Sundari dilahirkan di Semarang, Jawa Tengah, 25 Agustus 1905. Tak hanya melepaskan bahasa tanah kelahirannya, ia juga melepaskan bahasa intelektualnya, bahasa Belanda.

Demi persiapan pidato yang mengesankan tadi, Foulcher mencatat, Sundari dibantu seorang penerjemah. Tak jarang dia terbata-bata ketika mengucapkan kosakata bahasa Indonesia.

Usaha keras Sundari layak dipuji, begitu tulis Foulcher, yang juga pengamat Lembaga Kebudayaan Rakyat (Lekra). Inilah simbol bangkitnya nasionalisme dan komitmen terhadap visi Negara Indonesia mandiri yang dicetuskan dalam Sumpah Pemuda.

Kongres Pemuda di Jalan Kramat Raya 106 itu membekas dalam ingatan Sundari. Bukan saja lantaran tunangannya, Muhammad Yamin—kelak menteri dalam pemerintahan Soekarno—motor penting dalam peristiwa itu. Tapi karena, ”Untuk pertama kalinya di situ dinyanyikan lagu Indonesia Raya,” katanya kepada Kompas, 21 Oktober 1967. Apalagi, menurut Sundari, W.R. Soepratman, pencipta lagu itu, memberikan sendiri catatan asli notasi lagu Indonesia Raya kepada Sundari.

Sundari mengenal Yamin ketika bekerja sebagai guru Kweek School di Surakarta, Jawa Tengah. Pemuda Yamin waktu itu masih duduk di kelas I Algemeene Middelbare School (AMS), setingkat SMA, di Yogyakarta. Tiga bulan setelah perkenalan, mereka bertunangan.

Hubungan mereka awalnya ditentang keluarga Sundari, bangsawan asal Kadingalu, dekat Demak. jawa tengah. Mereka keberatan putrinya menikah dengan Yamin. Yamin berasal dari ”seberang”, dan masih duduk di sekolah menengah. Sundari yang sudah bergaji selayaknya kawin dengan dokter atau pegawai kantoran. Toh, sejoli ini tak ambil pusing.

Setelah tamat AMS, Yamin hijrah ke Jakarta dan melanjutkan pendidikan di Rechts Hooge School (Sekolah Tinggi Hukum). Sundari memilih bermukim di Bandung, mengajar di sekolah Ardjuna, dan memberikan pelajaran mengetik di Lembang.

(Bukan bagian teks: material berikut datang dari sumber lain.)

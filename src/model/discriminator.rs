//! Discriminator network for CartoonGAN
//!
//! A fully-convolutional patch discriminator: every element of the output
//! map scores one receptive-field patch of the input as cartoon or not.

use serde::{Deserialize, Serialize};
use tch::{nn, nn::Module, Tensor};

use super::layers::{conv2d, instance_norm, leaky_relu};

/// Discriminator network configuration
#[derive(Debug, Clone, PartialEq, Serialize, Deserialize)]
pub struct DiscriminatorConfig {
    /// Number of input image channels
    pub in_channels: i64,
    /// Number of output channels (1 for a single real/fake map)
    pub out_channels: i64,
    /// Base number of filters
    pub features: i64,
}

impl Default for DiscriminatorConfig {
    fn default() -> Self {
        Self {
            in_channels: 3,
            out_channels: 1,
            features: 32,
        }
    }
}

/// Discriminator network
///
/// Architecture (k3 convolutions, LeakyReLU 0.2):
/// s1 → s2 → s1+IN → s2 → s1+IN → s1+IN → s1 + sigmoid
///
/// Two stride-2 layers give an output map of (B, out_channels, H/4, W/4).
#[derive(Debug)]
pub struct Discriminator {
    config: DiscriminatorConfig,
    conv1: nn::Conv2D,
    conv2: nn::Conv2D,
    conv3: nn::Conv2D,
    conv4: nn::Conv2D,
    conv5: nn::Conv2D,
    conv6: nn::Conv2D,
    conv7: nn::Conv2D,
}

impl Discriminator {
    /// Create a new Discriminator network
    pub fn new(vs: &nn::Path, config: DiscriminatorConfig) -> Self {
        let f = config.features;

        let conv1 = conv2d(vs / "conv1", config.in_channels, f, 3, 1, 1);
        let conv2 = conv2d(vs / "conv2", f, f * 2, 3, 2, 1);
        let conv3 = conv2d(vs / "conv3", f * 2, f * 4, 3, 1, 1);
        let conv4 = conv2d(vs / "conv4", f * 4, f * 4, 3, 2, 1);
        let conv5 = conv2d(vs / "conv5", f * 4, f * 8, 3, 1, 1);
        let conv6 = conv2d(vs / "conv6", f * 8, f * 8, 3, 1, 1);
        let conv7 = conv2d(vs / "conv7", f * 8, config.out_channels, 3, 1, 1);

        Self {
            config,
            conv1,
            conv2,
            conv3,
            conv4,
            conv5,
            conv6,
            conv7,
        }
    }

    /// Get configuration
    pub fn config(&self) -> &DiscriminatorConfig {
        &self.config
    }
}

impl Module for Discriminator {
    /// Returns per-patch probabilities (after sigmoid)
    fn forward(&self, xs: &Tensor) -> Tensor {
        let x = leaky_relu(&self.conv1.forward(xs));
        let x = leaky_relu(&self.conv2.forward(&x));
        let x = leaky_relu(&instance_norm(&self.conv3.forward(&x)));
        let x = leaky_relu(&self.conv4.forward(&x));
        let x = leaky_relu(&instance_norm(&self.conv5.forward(&x)));
        let x = leaky_relu(&instance_norm(&self.conv6.forward(&x)));
        self.conv7.forward(&x).sigmoid()
    }
}
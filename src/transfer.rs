//! Inference: stylize photos with a trained generator

use std::path::Path;

use tch::{nn::Module, nn::VarStore, vision::image, Device, Tensor};
use tracing::{info, warn};

use crate::data::{list_images, normalize};
use crate::error::{Error, Result};
use crate::model::{Generator, GeneratorConfig};
use crate::utils::{CheckpointStore, ComputeContext, SampleSink};

/// A generator restored for inference
pub struct Stylizer {
    generator: Generator,
    vs: VarStore,
    device: Device,
}

impl Stylizer {
    /// Untrained generator (mostly useful for tests)
    pub fn new(config: GeneratorConfig, ctx: &ComputeContext) -> Self {
        let device = ctx.device();
        let mut vs = VarStore::new(device);
        let generator = Generator::new(&vs.root(), config);
        vs.freeze();
        Self {
            generator,
            vs,
            device,
        }
    }

    /// Restore generator weights from `checkpoint`
    pub fn load<S: CheckpointStore>(
        config: GeneratorConfig,
        ctx: &ComputeContext,
        store: &S,
        checkpoint: &Path,
    ) -> Result<Self> {
        let mut stylizer = Self::new(config, ctx);
        store.load(&mut stylizer.vs, checkpoint)?;
        stylizer.vs.freeze();
        Ok(stylizer)
    }

    /// Stylize a batch of images in [-1, 1]
    pub fn stylize(&self, images: &Tensor) -> Tensor {
        tch::no_grad(|| self.generator.forward(&images.to_device(self.device)))
    }

    /// Stylize one image file into a (3, H, W) tensor in [-1, 1]
    ///
    /// With `size`, the image is resized to a `size` square; otherwise each side
    /// is rounded down to a multiple of 4.
    pub fn stylize_file(&self, path: &Path, size: Option<i64>) -> Result<Tensor> {
        let pixels = image::load(path).map_err(|e| Error::data(path, e.to_string()))?;
        let (height, width) = match size {
            Some(size) => (size, size),
            None => {
                let shape = pixels.size();
                (shape[1] / 4 * 4, shape[2] / 4 * 4)
            }
        };
        if height == 0 || width == 0 {
            return Err(Error::data(path, "image is smaller than 4x4"));
        }

        let pixels = image::resize(&pixels, width, height).map_err(|e| Error::data(path, e.to_string()))?;
        let stylized = self.stylize(&normalize(&pixels).unsqueeze(0));
        Ok(stylized.squeeze_dim(0))
    }

    /// Stylize every image in `input`, writing `<stem>.png` files through `sink`
    ///
    /// Unreadable images are skipped with a warning. Returns the number written.
    pub fn stylize_dir<V: SampleSink>(
        &self,
        input: &Path,
        output: &Path,
        size: Option<i64>,
        sink: &V,
    ) -> Result<usize> {
        if !input.is_dir() {
            return Err(Error::data(input, "input directory does not exist"));
        }

        let mut written = 0;
        for path in list_images(input)? {
            let stylized = match self.stylize_file(&path, size) {
                Ok(stylized) => stylized,
                Err(e) => {
                    warn!("Skipping {}: {}", path.display(), e);
                    continue;
                }
            };
            let stem = path
                .file_stem()
                .map(|s| s.to_string_lossy().into_owned())
                .unwrap_or_else(|| written.to_string());
            sink.save(&stylized, &output.join(format!("{stem}.png")))?;
            written += 1;
        }

        info!("Stylized {} images into {}", written, output.display());
        Ok(written)
    }
}

#[cfg(test)]
mod tests {
    use super::*;
    use crate::utils::{FsCheckpointStore, PngSink};
    use tch::Kind;

    fn tiny() -> GeneratorConfig {
        GeneratorConfig {
            features: 4,
            residual_blocks: 1,
            ..Default::default()
        }
    }

    #[test]
    fn test_stylize_shape() {
        let stylizer = Stylizer::new(tiny(), &ComputeContext::cpu());
        let images = Tensor::rand([2, 3, 8, 8], (Kind::Float, Device::Cpu)) * 2.0 - 1.0;
        assert_eq!(stylizer.stylize(&images).size(), vec![2, 3, 8, 8]);
    }

    #[test]
    fn test_stylize_dir_roundtrip() {
        let dir = tempfile::tempdir().unwrap();
        let input = dir.path().join("photos");
        let output = dir.path().join("cartoons");
        std::fs::create_dir_all(&input).unwrap();
        let pixels = Tensor::full([3, 10, 14], 90, (Kind::Uint8, Device::Cpu));
        image::save(&pixels, input.join("street.png")).unwrap();

        let weights = dir.path().join("generator_param.pt");
        let trained = Stylizer::new(tiny(), &ComputeContext::cpu());
        FsCheckpointStore.save(&trained.vs, &weights).unwrap();

        let stylizer =
            Stylizer::load(tiny(), &ComputeContext::cpu(), &FsCheckpointStore, &weights).unwrap();
        let written = stylizer.stylize_dir(&input, &output, None, &PngSink).unwrap();
        assert_eq!(written, 1);

        let saved = image::load(output.join("street.png")).unwrap();
        // 10x14 rounds down to 8x12
        assert_eq!(saved.size(), vec![3, 8, 12]);
    }

    #[test]
    fn test_load_missing_checkpoint() {
        let result = Stylizer::load(
            tiny(),
            &ComputeContext::cpu(),
            &FsCheckpointStore,
            Path::new("/missing/generator_param.pt"),
        );
        assert!(matches!(result, Err(Error::Checkpoint { .. })));
    }
}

Di sela kegiatannya itu dia aktif di organisasi Istri Pendidik, juga dalam Jong Java. Sang tunangan, Yamin, aktif di organisasi Jong Sumatra Bonds.

Setelah Sumpah Pemuda, organisasi-organisasi pemuda sektoral melebur menjadi Indonesia Muda. Sundari dan Yamin pun bergabung. Sundari menjadi anggota Keputrian Indonesia Muda. Di sini dia kerap berpidato tentang perlunya memberantas poligami.

”Poligami, perkawinan anak-anak, kawin paksa, talak dan pisah yang tiada berjangka, sulit untuk dipertahankan pada zaman sekarang kalau kita mau menggambarkan perkawinan sebagai sesuatu yang berharga,” kata Sundari ketika itu.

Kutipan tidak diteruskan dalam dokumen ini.